Dans la messe de ce jour, la première lecture nous montre Moïse montant sur la montagne pendant sept jours et demeurant sur la montagne pendant « quarante jours et quarante nuits ».
La deuxième lecture nous montre Elie marcher « quarante jours et quarante nuits » sans manger jusqu’à la montagne de Dieu.
Voici donc les deux préfigurations du jeûne du Christ qui était l’évangile de dimanche dernier. C’est l’illustration par les textes du début de l’hymne des matines du carême :
Ex more docti mystico
Servémus hoc ieiunium,
Deno diérum circulo
Ducto quater notíssimo.
Lex et prophetæ primitus
Hoc prætulérunt, postmodum
Christus sacrávit, ómnium
Rex atque factor témporum.
Remarquablement traduit par Corneille :
Instruits par une tradition mystérieuse,
gardons avec soin ce jeûne
célèbre qui parcourt le cercle
de quarante journées.
La Loi, d’avance, et les Prophètes
en ont jadis montré le sens ;
le Christ enfin l’a consacré,
lui, des temps le Maître et le Roi.
(En fait le texte parle d’un cercle de dix jours parcouru quatre fois, mais c’est bien le 40 qui importe.)

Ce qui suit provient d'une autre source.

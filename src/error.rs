//! # Loader Error Types
//!
//! All errors that can surface from compiling, decoding or caching a voxel object.

use thiserror::Error;

/// Errors that can occur while turning a voxel object into a mesh.
///
/// The type is `Clone` so a single failed build can be delivered to every
/// caller that was waiting on the same cache key.
#[derive(Error, Debug, Clone, PartialEq, Eq)]
pub enum LoaderError {
    /// The voxel object could not be parsed or has an invalid shape.
    #[error("malformed voxel object: {0}")]
    MalformedObject(String),

    /// A precompiled payload could not be decoded into geometry.
    #[error("failed to decode precompiled geometry: {0}")]
    DecodeFailure(String),

    /// No cached entry and no object source could satisfy the request.
    #[error("no voxel object available for `{0}`")]
    LookupMiss(String),

    /// The request options are out of range.
    #[error("invalid request options: {0}")]
    InvalidOptions(String),

    /// The build that owned a pending cache entry was dropped before finishing.
    #[error("pending build was abandoned before completion")]
    BuildAbandoned,

    /// The shared ramp texture could not be encoded.
    #[error("failed to encode ramp texture: {0}")]
    RampEncoding(String),

    /// The loader configuration could not be read.
    #[error("invalid loader configuration: {0}")]
    Config(String),
}

/// Result type for loader operations.
pub type LoaderResult<T> = Result<T, LoaderError>;
//! # Palette Module
//!
//! Palette substitution over compiled vertex colors and point lights.

use serde::{Deserialize, Serialize};

use super::compiled::PointLight;
use crate::voxels::Rgb;

/// Replace every occurrence of `from` with `to`.
#[derive(Copy, Clone, Debug, PartialEq, Eq, Hash, Serialize, Deserialize)]
pub struct ColorReplacement {
    pub from: Rgb,
    pub to: Rgb,
}

impl ColorReplacement {
    pub const fn new(from: Rgb, to: Rgb) -> Self {
        ColorReplacement { from, to }
    }
}

pub struct PaletteRemapper;

impl PaletteRemapper {
    /// Applies every rule, in list order, to each rgb triple of `colors`.
    ///
    /// Rules are not first-match-wins: a color matched by an earlier rule can
    /// be matched again by a later one, so chained rules compose.
    pub fn remap_colors(colors: &mut [f32], rules: &[ColorReplacement]) {
        for rule in rules {
            let from = rule.from.to_f32_array();
            let to = rule.to.to_f32_array();

            for rgb in colors.chunks_exact_mut(3) {
                if *rgb == from {
                    rgb.copy_from_slice(&to);
                }
            }
        }
    }

    /// Applies the same ordered rules to point light colors.
    pub fn remap_lights(lights: &mut [PointLight], rules: &[ColorReplacement]) {
        for light in lights {
            for rule in rules {
                if light.color == rule.from {
                    light.color = rule.to;
                }
            }
        }
    }
}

La Loi et les prophètes : Moïse et Elie. Lemaitre de Sacy le dira explicitement dans sa « traduction », qui vise à expliquer le texte latin en regard :
Jadis le grand Moïse et le brûlant Elie
L’ont par leur exemple honoré ;
Mais le Christ, qui la loi vieille à la nouvelle allie,
Le gardant, l’a rendu sacré.
Moïse et Elie, ils seront encore là dimanche prochain, en tant que personnification de la Loi et des prophètes (l’intégralité de l’ancienne Alliance) authentifiant la mission du Christ, au cours de la Transfiguration.
Quatre fois dans l’évangile de saint Matthieu, Jésus se référera à « la Loi et les prophètes » pour montrer qu’il vient accomplir l’ancien Testament. Une fois dans saint Luc, puis quatre fois il dit « Moïse et les prophètes » - ou bien saint Luc traduit « Loi » par « Moïse » pour que ce soit plus compréhensible à un public non juif.
L’évangile de ce jour est plutôt centré sur le nombre 3 que le nombre 40. Jésus évoque le « signe de Jonas » qui est le « typus Dominicæ passionis », comme dit saint Ambroise : la figure de la Passion du Seigneur, resté sous terre trois jours comme Jonas est resté trois jours dans le poisson.
Il n’en demeure pas moins que la quarantaine est encore là. Car si l’on se reporte au livre de Jonas, on voit que l’essentiel, et même la totalité, de la prédication de Jonas est : « Encore 40 jours et Ninive sera détruite. » Et les Ninivites jeûnent pendant ces 40 jours, et Ninive est sauvée…
(N.B. - Chez les bénédictins, la fête de saint Grégoire le Grand l'emporte de justesse sur la férie de carême. Une grande fête parce que saint Grégoire était moine et abbé bénédictin avant de devenir pape. Il est le père de la liturgie "grégorienne" et du chant "grégorien", et l'un des grands docteur de l'Eglise: il faut lire au moins ses homélies sur l'Evangile, aussi simples - y compris sur le plan de la langue latine - que profondes.)